Biological & Soft Matter Seminar: Very Strong Hydrogels Formed by the Self-Assembly of GxG-type Tripeptides Explored by Vibrational Spectroscopy, Rheology, Microscopy and X-ray Diffraction

Zoom: https://tau-ac-il.zoom.us/j/88904888353?pwd=dDIwaXRxSjlsVElkR0dXdTNPTGhnZz09

Abstract: 

Over the last 15-20 years some ultrashort peptides have emerged as powerful gelators. These peptides have in common that they contain amino acid residues such as phenylalanine and/or end groups such as  fluorenylmethyloxycarbonyl (Fmoc). We recently observed that neither aromatic end groups nor aromatic side chains are a necessity for peptide gelation. For example, cationic GAG self-assemble into exceptionally long and thick crystalline fibrils with lengths on a sub-millimeter and even millimeter scale in water-ethanol mixtures. These fibrils are capable of forming sample spanning networks the topology of which depends on the concentration of peptides and the mole fraction of ethanol.

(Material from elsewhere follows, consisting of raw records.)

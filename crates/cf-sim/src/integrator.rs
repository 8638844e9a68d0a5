//! Fixed-step time integrators.

use crate::error::SimResult;
use crate::model::TransientModel;

/// Trait for time integrators.
pub trait Integrator {
    /// Advance state by one time step using the transient model.
    fn step<M: TransientModel>(
        &self,
        model: &mut M,
        t: f64,
        x: &M::State,
        dt: f64,
    ) -> SimResult<M::State>;
}

/// Classical RK4 (Runge-Kutta 4th order) integrator.
#[derive(Clone, Debug)]
pub struct RK4;

impl Integrator for RK4 {
    fn step<M: TransientModel>(
        &self,
        model: &mut M,
        t: f64,
        x: &M::State,
        dt: f64,
    ) -> SimResult<M::State> {
        let k1 = model.rhs(t, x)?;

        let x2 = model.add(x, &model.scale(&k1, 0.5 * dt));
        let k2 = model.rhs(t + 0.5 * dt, &x2)?;

        let x3 = model.add(x, &model.scale(&k2, 0.5 * dt));
        let k3 = model.rhs(t + 0.5 * dt, &x3)?;

        let x4 = model.add(x, &model.scale(&k3, dt));
        let k4 = model.rhs(t + dt, &x4)?;

        // Combine: x_new = x + (dt/6) * (k1 + 2*k2 + 2*k3 + k4)
        let k_sum = model.add(
            &model.add(&k1, &model.scale(&k2, 2.0)),
            &model.add(&model.scale(&k3, 2.0), &k4),
        );

        Ok(model.add(x, &model.scale(&k_sum, dt / 6.0)))
    }
}

/// Forward Euler (explicit, 1st order, fast for testing).
/// Calls rhs() once per step instead of 4 times (RK4).
#[derive(Clone, Debug)]
pub struct ForwardEuler;

impl Integrator for ForwardEuler {
    fn step<M: TransientModel>(
        &self,
        model: &mut M,
        t: f64,
        x: &M::State,
        dt: f64,
    ) -> SimResult<M::State> {
        let xdot = model.rhs(t, x)?;
        Ok(model.add(x, &model.scale(&xdot, dt)))
    }
}
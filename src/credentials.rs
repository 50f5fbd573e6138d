use std::fmt;
use std::sync::{Arc, Mutex, MutexGuard, PoisonError};

use time::{Duration, OffsetDateTime};

use crate::builders::{AcquireCredentialResult, FilledAcquireCredential};
use crate::gss::GssShared;
use crate::mechanism::MechanismId;
use crate::name::PrincipalName;
use crate::provider::{AcquireCredRequest, AcquiredCredential, Outcome, RawHandle};
use crate::registry::{kind, HandleKind, Owned};
use crate::status::{CallSite, StatusTranslator};
use crate::{Error, ErrorKind, Result};

/// What a credential is used for.
#[derive(Debug, Copy, Clone, PartialEq, Eq, Hash)]
pub enum CredentialUsage {
    /// Client side: the credential initiates contexts.
    Initiate,
    /// Server side: the credential accepts contexts.
    Accept,
    Both,
}

impl CredentialUsage {
    pub fn can_initiate(self) -> bool {
        matches!(self, CredentialUsage::Initiate | CredentialUsage::Both)
    }

    pub fn can_accept(self) -> bool {
        matches!(self, CredentialUsage::Accept | CredentialUsage::Both)
    }
}

struct CredentialInner {
    handle: Mutex<Option<Owned<kind::Credential>>>,
    // released together with the credential
    principal: Mutex<Option<PrincipalName>>,
    principal_text: Option<String>,
    mechanism: MechanismId,
    usage: CredentialUsage,
    expiry: Option<OffsetDateTime>,
    shared: Arc<GssShared>,
}

/// "My identity to initiate" or "my identity to accept", scoped to a mechanism.
///
/// Clones share the same provider credential. It is released once, either explicitly with
/// [`CredentialHandle::release`] or when the last clone is dropped.
#[derive(Clone)]
pub struct CredentialHandle {
    inner: Arc<CredentialInner>,
}

impl CredentialHandle {
    pub fn mechanism(&self) -> &MechanismId {
        &self.inner.mechanism
    }

    pub fn usage(&self) -> CredentialUsage {
        self.inner.usage
    }

    /// The principal the credential was acquired for, `None` for the default identity.
    pub fn principal(&self) -> Option<&str> {
        self.inner.principal_text.as_deref()
    }

    pub fn expiry(&self) -> Option<OffsetDateTime> {
        self.inner.expiry
    }

    pub fn is_expired(&self) -> bool {
        self.inner
            .expiry
            .map(|expiry| expiry <= OffsetDateTime::now_utc())
            .unwrap_or(false)
    }

    pub fn is_released(&self) -> bool {
        self.handle_guard().is_none()
    }

    /// Releases the provider credential for every clone. Releasing twice is an error.
    #[instrument(level = "debug", skip_all, fields(mechanism = %self.inner.mechanism))]
    pub fn release(&self) -> Result<()> {
        let handle = self.handle_guard().take();

        match handle {
            Some(handle) => {
                let name = self.name_guard().take();

                let released = handle.release();
                if let Some(name) = name {
                    name.release()?;
                }

                released
            }
            None => Err(self.inner.shared.registry.report_double_release(HandleKind::Credential)),
        }
    }

    pub(crate) fn raw(&self) -> Result<RawHandle> {
        match self.handle_guard().as_ref() {
            Some(handle) => handle.raw(),
            None => Err(Error::new(ErrorKind::InvalidHandle, "the credential handle was released")),
        }
    }

    fn handle_guard(&self) -> MutexGuard<'_, Option<Owned<kind::Credential>>> {
        self.inner.handle.lock().unwrap_or_else(PoisonError::into_inner)
    }

    fn name_guard(&self) -> MutexGuard<'_, Option<PrincipalName>> {
        self.inner.principal.lock().unwrap_or_else(PoisonError::into_inner)
    }
}

impl fmt::Debug for CredentialHandle {
    fn fmt(&self, f: &mut fmt::Formatter<'_>) -> fmt::Result {
        f.debug_struct("CredentialHandle")
            .field("principal", &self.inner.principal_text)
            .field("mechanism", &self.inner.mechanism)
            .field("usage", &self.inner.usage)
            .field("expiry", &self.inner.expiry)
            .finish()
    }
}

#[instrument(level = "debug", skip_all, fields(
    mechanism = %builder.mechanism,
    usage = ?builder.credential_use,
    principal = builder.principal.as_ref().map(|p| p.text()),
))]
pub(crate) fn acquire(shared: &Arc<GssShared>, builder: FilledAcquireCredential) -> Result<AcquireCredentialResult> {
    let FilledAcquireCredential {
        credential_use: usage,
        principal,
        mechanism,
        expiry_hint,
        password,
        ..
    } = builder;

    shared.capabilities.ensure_supported(&mechanism)?;

    let now = OffsetDateTime::now_utc();
    let lifetime = match expiry_hint {
        Some(hint) if hint > now => {
            let seconds = (hint - now).whole_seconds().clamp(1, i64::from(u32::MAX)) as u32;
            Some(shared.config.credential_lifetime.map_or(seconds, |configured| configured.min(seconds)))
        }
        _ => shared.config.credential_lifetime,
    };

    if matches!(expiry_hint, Some(hint) if hint <= now) {
        warn!("credential expiry hint is already in the past");
    }

    let negotiable = shared.config.negotiable_mechanisms(shared.capabilities.mechanisms());
    let name = principal.as_ref().map(PrincipalName::raw).transpose()?;
    let request = AcquireCredRequest {
        name,
        mechanism: &mechanism,
        negotiable: &negotiable,
        usage,
        lifetime,
    };

    let outcome = match &password {
        Some(password) => {
            let name = name.ok_or_else(|| {
                Error::new(
                    ErrorKind::InvalidParameter,
                    "password credentials need an explicit principal name",
                )
            })?;
            if !usage.can_initiate() || usage.can_accept() {
                return Err(Error::new(
                    ErrorKind::InvalidParameter,
                    "password credentials can only be used to initiate",
                ));
            }
            if !shared.capabilities.supports_password_credentials() {
                return Err(Error::new(
                    ErrorKind::MechanismUnsupported,
                    "the GSS provider cannot acquire credentials from a password",
                ));
            }

            shared.provider.acquire_cred_with_password(name, password, &request)
        }
        None => shared.provider.acquire_cred(&request),
    };
    // the password is wiped as soon as the provider has seen it
    drop(password);

    let Outcome { status, value } = outcome;
    let owned = value.map(|AcquiredCredential { handle, lifetime }| (shared.registry.adopt::<kind::Credential>(handle), lifetime));

    StatusTranslator::new(shared.provider.as_ref()).translate(
        CallSite::Credential,
        status.major,
        status.minor,
        Some(&mechanism),
    )?;

    let (handle, provider_lifetime) = owned.ok_or_else(|| {
        Error::new(
            ErrorKind::InternalError,
            "the GSS provider reported success without a credential handle",
        )
    })?;

    let provider_expiry = provider_lifetime.map(|seconds| now + Duration::seconds(i64::from(seconds)));
    let expiry = match (expiry_hint, provider_expiry) {
        (Some(hint), Some(provider)) => Some(hint.min(provider)),
        (hint, provider) => hint.or(provider),
    };

    debug!(?expiry, "acquired credential");

    let principal_text = principal.as_ref().map(|p| p.text().to_owned());
    let credential_handle = CredentialHandle {
        inner: Arc::new(CredentialInner {
            handle: Mutex::new(Some(handle)),
            principal: Mutex::new(principal),
            principal_text,
            mechanism,
            usage,
            expiry,
            shared: Arc::clone(shared),
        }),
    };

    Ok(AcquireCredentialResult {
        credential_handle,
        expiry,
    })
}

GHG peptides were found to form a gel phase similar to that of GAG in aqueous solution upon deprotonation of its imidazole side chain. Other GxG peptides with aromatic guest residues (x=F,W.Y) can also gelate in water after being subjected either to a heating - cooling cycle or cyclic changes of pH. All GxG gels have in common that their storage moduli are very high with some values in the upper 100 kPa regime. Crystal structures obtained from Xray-diffraction data and amide I profiles in respective IR and vibrational circular dichroism spectra suggest that the observed fibrils are not formed by sheets exhibiting conventional β-sheet structures. Very preliminary measurements indicate that some of hydrophobic drugs can preferentially bind to the surface of the formed fibrils.